Obsession in Death (In Death 40)
Page 148
“Lucky break, so you’ve got time for grunt work.”
“Got some running, boss, as we speak. Lead didn’t pan out?”
“Not such a lucky break. Work now, sleep later.”
She went into her office, thought: process, routine, so got coffee before she sat at her desk. The time out hadn’t been completely wasted, she noted, as her comp had tossed out a few more maybes.
She studied them in turn, reading the accompanying data.
She liked the look of Marti Fester, who worked right in Central, in Maintenance. Single, thirty-five, five years on the crew. Skinny face, sallow complexion, a hank of medium-brown hair, bored brown eyes.
Maintenance could get into her office, her vehicle, maybe her files. Hell, Maintenance swarmed all over the building, and if anyone had a mind to, could find out a hell of a lot.
No criminal, and she lived three blocks from Mavis. No cohab.
“Okay, Marti, you make the top five.”
She went through the others, carefully, rejecting the next. Zoey Trimbal looked too damn cheerful, and while the spiky red hair could be dyed any color known to man, it said pay attention to me.
Not you, Zoey, Eve thought.
“Settled for civilian consultant, e-division, after washing out of the Academy, but you just don’t blend, do you? Let’s look at . . . Wait a minute.”
She leaned closer to the screen, looked into the eyes of Lottie Roebuck.
“I’ve seen you,” Eve murmured.
Crime scene unit, under Dawson, Eve read. Four years as lab tech, over two years now as field tech. Single, age thirty-three, resided . . . on the same block as Mavis.
She felt the punch of it.
Long mousy hair—what did they call that? Dishwater-blond, which made no sense. Didn’t matter. Lottie wore the dishwater hair pulled back from a narrow face. Thin mouth, thin nose, good skin—café au lait said it, high forehead, and those good bones DeWinter had talked about. Pale hazel eyes that looked . . . empty.
Mother deceased, one sibling—sister, deceased, same day.

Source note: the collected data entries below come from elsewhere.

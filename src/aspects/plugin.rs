use bevy::prelude::*;

use super::data::*;
use super::systems::*;
use crate::core::{GameState, GameplaySet, PlayState};

/// Aspects plugin - experience, level-ups and aspect tree unlocks.
pub struct AspectsPlugin;

impl Plugin for AspectsPlugin {
    fn build(&self, app: &mut App) {
        app.init_resource::<AspectRegistry>()
            .add_event::<AspectChoiceEvent>()
            .add_event::<AspectUnlockedEvent>()
            .add_systems(Startup, load_aspect_trees)
            .add_systems(
                Update,
                (grant_kill_exp, grant_aspect_tokens)
                    .chain()
                    .in_set(GameplaySet::States),
            )
            .add_systems(
                Update,
                (handle_aspect_choices, finish_aspect_selection)
                    .chain()
                    .run_if(in_state(GameState::InGame))
                    .run_if(in_state(PlayState::AspectSelection)),
            );
    }
}
//! The per-entity state machine.
//!
//! Every actor has exactly one current [`EntityState`]. States carry their own
//! per-activation data (timers, remembered targets), so entering a state means
//! constructing a fresh value. All transitions go through
//! [`StateMachine::change_state`].

use bevy::prelude::*;

use crate::enemies::{ChargerState, GruntState, LeaperState};
use crate::player::{AbilityCancel, PlayerState};

/// How long a staggered entity is interrupted.
pub const STAGGER_DURATION: f32 = 0.5;
/// Time between dying and despawning.
pub const DEATH_DURATION: f32 = 1.0;
/// Time a freshly spawned entity stays inert.
pub const SPAWN_DURATION: f32 = 1.5;

/// Behaviour state of an actor.
#[derive(Debug, Clone, PartialEq)]
pub enum EntityState {
    /// Does nothing. Entities start here until told otherwise.
    Empty,
    Spawn {
        elapsed: f32,
    },
    Staggered {
        elapsed: f32,
    },
    Stunned {
        remaining: f32,
        stunner: Option<Entity>,
    },
    Launch {
        direction: Vec3,
        force: f32,
        stun_duration: f32,
        elapsed: f32,
    },
    /// Terminal. Nothing leaves this state.
    Death {
        elapsed: f32,
        finished: bool,
    },
    Player(PlayerState),
    Leaper(LeaperState),
    Grunt(GruntState),
    Charger(ChargerState),
}

/// Data-free name of a state, for comparisons and logging.
#[derive(Debug, Clone, Copy, PartialEq, Eq, Hash)]
pub enum StateLabel {
    Empty,
    Spawn,
    Staggered,
    Stunned,
    Launch,
    Death,
    Idle,
    Walk,
    Jump,
    Fall,
    Dash,
    Slide,
    Charge,
    Attack,
    Ability,
    Wander,
    Chase,
    ReadyAttack,
    Leap,
    GruntIdle,
    GruntChase,
    GruntAttack,
    ChargerBrace,
    Charging,
    WindDown,
    Dazed,
    Jab,
    JabRecover,
}

impl EntityState {
    pub fn spawn() -> Self {
        EntityState::Spawn { elapsed: 0.0 }
    }

    pub fn staggered() -> Self {
        EntityState::Staggered { elapsed: 0.0 }
    }

    pub fn death() -> Self {
        EntityState::Death {
            elapsed: 0.0,
            finished: false,
        }
    }

    pub fn label(&self) -> StateLabel {
        match self {
            EntityState::Empty => StateLabel::Empty,
            EntityState::Spawn { .. } => StateLabel::Spawn,
            EntityState::Staggered { .. } => StateLabel::Staggered,
            EntityState::Stunned { .. } => StateLabel::Stunned,
            EntityState::Launch { .. } => StateLabel::Launch,
            EntityState::Death { .. } => StateLabel::Death,
            EntityState::Player(state) => state.label(),
            EntityState::Leaper(state) => state.label(),
            EntityState::Grunt(state) => state.label(),
            EntityState::Charger(state) => state.label(),
        }
    }

    /// Two states are "the same" when they are the same kind of state,
    /// whatever their per-activation data.
    pub fn same_kind(&self, other: &EntityState) -> bool {
        self.label() == other.label()
    }

    pub fn is_death(&self) -> bool {
        matches!(self, EntityState::Death { .. })
    }
}

/// A state change that happened this frame.
#[derive(Debug, Clone, Copy, PartialEq, Eq)]
pub struct StateTransition {
    pub from: StateLabel,
    pub to: StateLabel,
}

/// Sent for every state change, after the fact.
#[derive(Event, Debug, Clone)]
pub struct StateChangedEvent {
    pub entity: Entity,
    pub from: StateLabel,
    pub to: StateLabel,
}

/// Current, previous and default state of an actor.
#[derive(Component, Debug, Clone)]
pub struct StateMachine {
    current: EntityState,
    previous: EntityState,
    default: EntityState,
    pending: Vec<StateTransition>,
}

impl StateMachine {
    pub fn new(initial: EntityState, default: EntityState) -> Self {
        Self {
            current: initial,
            previous: EntityState::Empty,
            default,
            pending: Vec::new(),
        }
    }

    pub fn current(&self) -> &EntityState {
        &self.current
    }

    pub fn current_mut(&mut self) -> &mut EntityState {
        &mut self.current
    }

    pub fn previous(&self) -> &EntityState {
        &self.previous
    }

    pub fn default_state(&self) -> &EntityState {
        &self.default
    }

    pub fn label(&self) -> StateLabel {
        self.current.label()
    }

    pub fn is_dead(&self) -> bool {
        self.current.is_death()
    }

    pub fn is_in(&self, label: StateLabel) -> bool {
        self.current.label() == label
    }

    /// Transition to `next`.
    ///
    /// Refused when already dead, when `next` is the current kind of state
    /// and `force` is false, or when the player is mid-ability and the
    /// ability doesn't allow being cancelled into `next`. Death always goes
    /// through. Returns whether the state changed.
    pub fn change_state(&mut self, next: EntityState, force: bool) -> bool {
        if self.current.is_death() {
            return false;
        }

        if !force && self.current.same_kind(&next) {
            return false;
        }

        if let EntityState::Player(PlayerState::Ability { cancel, .. }) = &self.current {
            if !next.is_death() && !cancel.allows(&next, &self.default) {
                return false;
            }
        }

        let transition = StateTransition {
            from: self.current.label(),
            to: next.label(),
        };
        self.previous = std::mem::replace(&mut self.current, next);
        self.pending.push(transition);
        true
    }

    /// Return to the default state.
    pub fn to_default(&mut self, force: bool) -> bool {
        let default = self.default.clone();
        self.change_state(default, force)
    }

    /// Take the transitions recorded since the last drain.
    pub fn drain_transitions(&mut self) -> Vec<StateTransition> {
        std::mem::take(&mut self.pending)
    }
}
//! World tuning loaded from `assets/data/world.ron`.

use bevy::prelude::*;
use serde::Deserialize;

use super::spawner::SpawnerConfig;
use crate::core::{load_ron_file, DataLoadError};

/// Where the world tuning file lives.
pub const WORLD_CONFIG_PATH: &str = "assets/data/world.ron";

/// Everything the land grid and world events are tuned by.
#[derive(Resource, Debug, Clone, Deserialize)]
#[serde(default)]
pub struct WorldConfig {
    pub spawner: SpawnerConfig,
    /// Enemies spawned per interval before player count is added
    pub base_spawn_amount: u32,
    pub survival: SurvivalConfig,
    pub priorities: PrioritiesConfig,
    pub zones: ZonesConfig,
    pub visit_all: VisitAllConfig,
    pub defend: DefendConfig,
    pub escort: EscortConfig,
    pub tutorial: TutorialConfig,
}

impl Default for WorldConfig {
    fn default() -> Self {
        Self {
            spawner: SpawnerConfig::default(),
            base_spawn_amount: 2,
            survival: SurvivalConfig::default(),
            priorities: PrioritiesConfig::default(),
            zones: ZonesConfig::default(),
            visit_all: VisitAllConfig::default(),
            defend: DefendConfig::default(),
            escort: EscortConfig::default(),
            tutorial: TutorialConfig::default(),
        }
    }
}

#[derive(Debug, Clone, Deserialize)]
#[serde(default)]
pub struct SurvivalConfig {
    pub base_time_limit: f32,
    /// Added for every two lands past the first
    pub time_increment: f32,
    pub intervals: u32,
}

impl Default for SurvivalConfig {
    fn default() -> Self {
        Self {
            base_time_limit: 40.0,
            time_increment: 10.0,
            intervals: 5,
        }
    }
}

#[derive(Debug, Clone, Deserialize)]
#[serde(default)]
pub struct PrioritiesConfig {
    /// Lands needed for each extra priority land
    pub lands_per_top_land: u32,
    pub burst_interval: f32,
    pub base_spawn_interval: f32,
}

impl Default for PrioritiesConfig {
    fn default() -> Self {
        Self {
            lands_per_top_land: 4,
            burst_interval: 0.1,
            base_spawn_interval: 3.0,
        }
    }
}

#[derive(Debug, Clone, Deserialize)]
#[serde(default)]
pub struct ZonesConfig {
    pub base_spawn_interval: f32,
    /// Grow the zone outward from a weighted epicentre instead of a 3x3 block
    pub epicentre: bool,
    pub max_search_layer: i32,
}

impl Default for ZonesConfig {
    fn default() -> Self {
        Self {
            base_spawn_interval: 3.0,
            epicentre: false,
            max_search_layer: 5,
        }
    }
}

#[derive(Debug, Clone, Deserialize)]
#[serde(default)]
pub struct VisitAllConfig {
    pub count_modifier: f32,
    pub y_intercept: f32,
    pub radius_decay_rate: f32,
    pub minimum_radius: f32,
    pub base_spawn_interval: f32,
}

impl Default for VisitAllConfig {
    fn default() -> Self {
        Self {
            count_modifier: 0.75,
            y_intercept: 10.0,
            radius_decay_rate: 0.15,
            minimum_radius: 2.0,
            base_spawn_interval: 3.0,
        }
    }
}

#[derive(Debug, Clone, Deserialize)]
#[serde(default)]
pub struct DefendConfig {
    pub base_time_limit: f32,
    pub time_increment: f32,
    /// Manhattan rings around the objective that spawn enemies
    pub end_layer: i32,
    pub intervals: u32,
    pub objective_health: f32,
}

impl Default for DefendConfig {
    fn default() -> Self {
        Self {
            base_time_limit: 40.0,
            time_increment: 20.0,
            end_layer: 2,
            intervals: 3,
            objective_health: 200.0,
        }
    }
}

#[derive(Debug, Clone, Deserialize)]
#[serde(default)]
pub struct EscortConfig {
    pub base_spawn_interval: f32,
    pub objective_health: f32,
    pub walk_speed: f32,
}

impl Default for EscortConfig {
    fn default() -> Self {
        Self {
            base_spawn_interval: 8.0,
            objective_health: 200.0,
            walk_speed: 2.5,
        }
    }
}

#[derive(Debug, Clone, Deserialize)]
#[serde(default)]
pub struct TutorialConfig {
    pub spawn_interval: f32,
}

impl Default for TutorialConfig {
    fn default() -> Self {
        Self {
            spawn_interval: 3.0,
        }
    }
}

impl WorldConfig {
    pub fn load(path: &str) -> Result<Self, DataLoadError> {
        load_ron_file(path)
    }
}

/// Startup system: read the world tuning, keeping defaults if it's missing.
pub fn load_world_config(mut commands: Commands) {
    let config = match WorldConfig::load(WORLD_CONFIG_PATH) {
        Ok(config) => {
            info!("Loaded world config from {}", WORLD_CONFIG_PATH);
            config
        }
        Err(e) => {
            warn!("{}, using default world config", e);
            WorldConfig::default()
        }
    };
    commands.insert_resource(config);
}
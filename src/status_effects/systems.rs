//! Status effect systems: requests, per-frame updates and the triggers that
//! react to combat events.

use bevy::ecs::system::SystemParam;
use bevy::prelude::*;
use std::collections::HashMap;

use super::effect::*;
use super::effector::StatusEffector;
use crate::combat::{ChargeReleasedEvent, Weapon, WeaponHitEvent};
use crate::core::{DamageDealtEvent, DamageEvent, DeathEvent, ExecuteEvent, HealEvent, StunEvent};
use crate::entities::targeting::allies_in_radius;
use crate::entities::{
    Dead, EntityStats, Health, Invincible, StateChangedEvent, StateLabel, TargetCandidate, Team,
};

/// Request to apply an effect to an entity.
#[derive(Event, Debug, Clone)]
pub struct ApplyStatusEffectEvent {
    pub target: Entity,
    pub effect: StatusEffect,
    pub source: Option<Entity>,
}

impl ApplyStatusEffectEvent {
    pub fn new(target: Entity, effect: StatusEffect, source: Option<Entity>) -> Self {
        Self {
            target,
            effect,
            source,
        }
    }
}

/// Request to remove an effect. `cancel` skips the expiry path.
#[derive(Event, Debug, Clone)]
pub struct RemoveStatusEffectEvent {
    pub target: Entity,
    pub kind: StatusEffectKind,
    pub cancel: bool,
}

/// Sent when an effect runs out on its own.
#[derive(Event, Debug, Clone)]
pub struct StatusEffectExpiredEvent {
    pub entity: Entity,
    pub kind: StatusEffectKind,
}

/// Turns effect signals into the events and components that carry them out.
#[derive(SystemParam)]
pub struct EffectOutbox<'w, 's> {
    commands: Commands<'w, 's>,
    damage: EventWriter<'w, DamageEvent>,
    heals: EventWriter<'w, HealEvent>,
    executions: EventWriter<'w, ExecuteEvent>,
    expired: EventWriter<'w, StatusEffectExpiredEvent>,
}

impl EffectOutbox<'_, '_> {
    pub fn dispatch(&mut self, signals: Vec<EffectSignal>) {
        for signal in signals {
            match signal {
                EffectSignal::Damage {
                    target,
                    amount,
                    source,
                } => {
                    self.damage
                        .send(DamageEvent::new(target, source, amount).over_time());
                }
                EffectSignal::Heal { target, amount } => {
                    self.heals.send(HealEvent { target, amount });
                }
                EffectSignal::Execute { target, source } => {
                    self.executions.send(ExecuteEvent { target, source });
                }
                EffectSignal::SetInvincible { target, invincible } => {
                    if let Some(mut entity) = self.commands.get_entity(target) {
                        if invincible {
                            entity.insert(Invincible);
                        } else {
                            entity.remove::<Invincible>();
                        }
                    }
                }
                EffectSignal::Expired { target, kind } => {
                    debug!("{:?} expired on {:?}", kind, target);
                    self.expired.send(StatusEffectExpiredEvent {
                        entity: target,
                        kind,
                    });
                }
            }
        }
    }
}

fn source_multipliers<'a>(
    stats: impl Iterator<Item = (Entity, &'a EntityStats)>,
) -> HashMap<Entity, SourceMultipliers> {
    stats
        .map(|(entity, stats)| (entity, SourceMultipliers::of(stats)))
        .collect()
}

/// Apply requested effects, stacking or replacing as each kind dictates.
pub fn apply_status_effect_requests(
    mut requests: EventReader<ApplyStatusEffectEvent>,
    mut actors: Query<
        (
            Entity,
            &mut StatusEffector,
            &mut EntityStats,
            &Health,
            Option<&Weapon>,
        ),
        Without<Dead>,
    >,
    mut outbox: EffectOutbox,
) {
    if requests.is_empty() {
        return;
    }

    let sources = source_multipliers(actors.iter().map(|(entity, _, stats, ..)| (entity, stats)));

    for request in requests.read() {
        let Ok((entity, mut effector, mut stats, health, weapon)) = actors.get_mut(request.target)
        else {
            continue;
        };

        let mut ctx = EffectContext::new(entity, &mut stats, health.current, &sources)
            .with_weapon(weapon.is_some());
        let outcome = effector.apply(request.effect.clone(), request.source, &mut ctx);
        debug!(
            "{:?} on {:?}: {:?}",
            request.effect.kind(),
            entity,
            outcome
        );
        outbox.dispatch(ctx.signals);
    }
}

pub fn remove_status_effect_requests(
    mut requests: EventReader<RemoveStatusEffectEvent>,
    mut actors: Query<(Entity, &mut StatusEffector, &mut EntityStats, &Health)>,
    mut outbox: EffectOutbox,
) {
    let sources = HashMap::new();
    for request in requests.read() {
        let Ok((entity, mut effector, mut stats, health)) = actors.get_mut(request.target) else {
            continue;
        };

        let mut ctx = EffectContext::new(entity, &mut stats, health.current, &sources);
        effector.remove(request.kind, request.cancel, &mut ctx);
        outbox.dispatch(ctx.signals);
    }
}

/// Advance every effect on every living actor.
pub fn update_status_effects(
    time: Res<Time>,
    mut actors: Query<
        (
            Entity,
            &mut StatusEffector,
            &mut EntityStats,
            &Health,
            Option<&Weapon>,
        ),
        Without<Dead>,
    >,
    mut outbox: EffectOutbox,
) {
    let delta = time.delta_secs();
    let sources = source_multipliers(actors.iter().map(|(entity, _, stats, ..)| (entity, stats)));

    for (entity, mut effector, mut stats, health, weapon) in &mut actors {
        if effector.is_empty() {
            continue;
        }

        let mut ctx = EffectContext::new(entity, &mut stats, health.current, &sources)
            .with_weapon(weapon.is_some());
        effector.update(delta, &mut ctx);
        outbox.dispatch(ctx.signals);
    }
}

/// Life steal heals the attacker for a share of direct damage dealt.
pub fn life_steal_on_damage_dealt(
    mut dealt: EventReader<DamageDealtEvent>,
    effectors: Query<&StatusEffector>,
    mut heals: EventWriter<HealEvent>,
) {
    for event in dealt.read() {
        let Ok(effector) = effectors.get(event.attacker) else {
            continue;
        };
        let Some(EffectParams::LifeSteal { heal_percent }) = effector
            .get(StatusEffectKind::LifeSteal)
            .map(|effect| &effect.params)
        else {
            continue;
        };

        let amount = (event.amount as f32 * heal_percent).round() as i32;
        if amount > 0 {
            heals.send(HealEvent {
                target: event.attacker,
                amount,
            });
        }
    }
}

/// Weapon passives apply their payload to whatever the weapon hits.
pub fn apply_on_hit_passives(
    mut hits: EventReader<WeaponHitEvent>,
    effectors: Query<&StatusEffector>,
    mut requests: EventWriter<ApplyStatusEffectEvent>,
) {
    for hit in hits.read() {
        let Ok(effector) = effectors.get(hit.attacker) else {
            continue;
        };

        for effect in effector.iter() {
            let payload = match &effect.params {
                EffectParams::RagePassive { burning_rage } => burning_rage,
                EffectParams::FearPassive { grievance } => grievance,
                _ => continue,
            };
            requests.send(ApplyStatusEffectEvent::new(
                hit.victim,
                payload.as_template(),
                Some(hit.attacker),
            ));
        }
    }
}

/// Stuns dealt feed the stunner's fear stacks.
pub fn fear_stacks_on_stun(
    mut stuns: EventReader<StunEvent>,
    mut owners: Query<(Entity, &mut StatusEffector, &mut EntityStats, &Health), Without<Dead>>,
) {
    let sources = HashMap::new();
    let mut rng = rand::thread_rng();

    for stun in stuns.read() {
        let Some(stunner) = stun.stunner else {
            continue;
        };
        let Ok((entity, mut effector, mut stats, health)) = owners.get_mut(stunner) else {
            continue;
        };
        let Some(effect) = effector.get_mut(StatusEffectKind::FearPassiveB) else {
            continue;
        };

        let mut ctx = EffectContext::new(entity, &mut stats, health.current, &sources);
        effect.on_stun_dealt(&mut ctx, &mut rng);
    }
}

/// Charged releases set the rage bonus for their swing, and leaving an
/// attack clears it.
pub fn rage_charged_attacks(
    mut releases: EventReader<ChargeReleasedEvent>,
    mut changes: EventReader<StateChangedEvent>,
    mut owners: Query<(Entity, &mut StatusEffector, &mut EntityStats, &Health), Without<Dead>>,
) {
    let sources = HashMap::new();

    for change in changes.read() {
        if change.from != StateLabel::Attack {
            continue;
        }
        let Ok((entity, mut effector, mut stats, health)) = owners.get_mut(change.entity) else {
            continue;
        };
        if let Some(effect) = effector.get_mut(StatusEffectKind::RagePassiveB) {
            let mut ctx = EffectContext::new(entity, &mut stats, health.current, &sources);
            effect.on_swing_end(&mut ctx);
        }
    }

    for release in releases.read() {
        let Ok((entity, mut effector, mut stats, health)) = owners.get_mut(release.entity) else {
            continue;
        };
        if let Some(effect) = effector.get_mut(StatusEffectKind::RagePassiveB) {
            {
                let mut ctx = EffectContext::new(entity, &mut stats, health.current, &sources);
                effect.on_charge_release(release.charge_duration, &mut ctx);
            }
            debug!(
                "Charged release after {:.2}s, damage x{:.2}",
                release.charge_duration,
                stats.damage_modifier.value()
            );
        }
    }
}

/// Charged hits explode, damaging the victim's allies around the hit.
pub fn explode_charged_hits(
    mut hits: EventReader<WeaponHitEvent>,
    attackers: Query<(&StatusEffector, &EntityStats)>,
    candidates: Query<(Entity, &Transform, &Team), Without<Dead>>,
    mut damage: EventWriter<DamageEvent>,
) {
    let mut rng = rand::thread_rng();

    for hit in hits.read().filter(|hit| hit.charged) {
        let Ok((effector, stats)) = attackers.get(hit.attacker) else {
            continue;
        };
        let Some((radius, multiplier)) = effector
            .get(StatusEffectKind::RagePassiveB)
            .and_then(StatusEffect::charged_explosion)
        else {
            continue;
        };
        let Ok((_, _, victim_team)) = candidates.get(hit.victim) else {
            continue;
        };

        let pool = candidates.iter().map(|(entity, transform, team)| TargetCandidate {
            entity,
            position: transform.translation,
            team: *team,
        });
        for ally in allies_in_radius(hit.hit_point, radius, *victim_team, hit.victim, pool) {
            let amount = stats.calculate_damage(multiplier, &mut rng);
            damage.send(DamageEvent::new(ally.entity, Some(hit.attacker), amount).at(hit.hit_point));
        }
    }
}

/// Run on-death triggers, then cancel everything the dead entity carried.
///
/// Burning rage combusts, damaging the owner's allies around it, and passes
/// its stacks on to the nearest one.
pub fn trigger_death_effects(
    mut deaths: EventReader<DeathEvent>,
    mut owners: Query<(
        &mut StatusEffector,
        &mut EntityStats,
        &Health,
        &Transform,
        &Team,
    )>,
    candidates: Query<(Entity, &Transform, &Team), Without<Dead>>,
    mut requests: EventWriter<ApplyStatusEffectEvent>,
    mut outbox: EffectOutbox,
) {
    let sources = HashMap::new();

    for death in deaths.read() {
        let Ok((mut effector, mut stats, health, transform, team)) = owners.get_mut(death.entity)
        else {
            continue;
        };
        let position = transform.translation;

        if let Some(rage) = effector.get(StatusEffectKind::BurningRage) {
            if let EffectParams::BurningRage {
                stacks,
                tick_damage_per_stack,
                combust_radius,
                combust_radius_growth,
                combust_damage_per_stack,
                ..
            } = rage.params
            {
                let radius = combust_radius * combust_radius_growth.powi(stacks as i32);
                let damage = (combust_damage_per_stack * stacks as f32).round() as i32;

                let pool = candidates.iter().map(|(entity, transform, team)| TargetCandidate {
                    entity,
                    position: transform.translation,
                    team: *team,
                });
                let allies = allies_in_radius(position, radius, *team, death.entity, pool);
                info!(
                    "Burning rage combusts with {} stacks, hitting {} allies",
                    stacks,
                    allies.len()
                );

                for ally in &allies {
                    let mut event = DamageEvent::new(ally.entity, rage.source, damage).at(position);
                    event.direct = rage.source.is_some();
                    outbox.damage.send(event);
                }

                if tick_damage_per_stack > 0.0 {
                    if let Some(nearest) = allies.first() {
                        for _ in 0..stacks {
                            requests.send(ApplyStatusEffectEvent::new(
                                nearest.entity,
                                rage.as_template(),
                                rage.source,
                            ));
                        }
                    }
                }
            }
        }

        let mut ctx = EffectContext::new(death.entity, &mut stats, health.current, &sources);
        effector.cancel_all(&mut ctx);
        outbox.dispatch(ctx.signals);
    }
}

Eve dug down. Vehicular accident, two minor boys charged, vehicular manslaughter. Joyriding, drunk, both fifteen. One of th
em ended up in the hospital, multiple surgeries. Juvie time, community service, mandatory rehab, and so on.
Both free and clear by the eighteenth birthday.
The sister had been twelve.
Eve shifted her gaze from the data, back to the image.
“Hello, Lottie.”
• • •
Dawson slogged through paperwork. He wanted to get it done, get out, get home. He’d all but sworn to his wife in blood he wouldn’t miss her sister’s bash tonight.
But people just kept killing each other, regardless of party plans. And he was two field techs short. Still, with some luck, maybe nobody else would get murdered on his shift. Or at least, nobody would find the DB until tomorrow—after the hangover he was bound to have had passed.
“Yo! Got the vic’s shirt processed and sent up to Harvo.”
Dawson grunted at Mickey, one of the rookie techs. He didn’t need chapter and verse. He needed to finish the paperwork.
“How come you got this drawing of Lottie hanging out here?”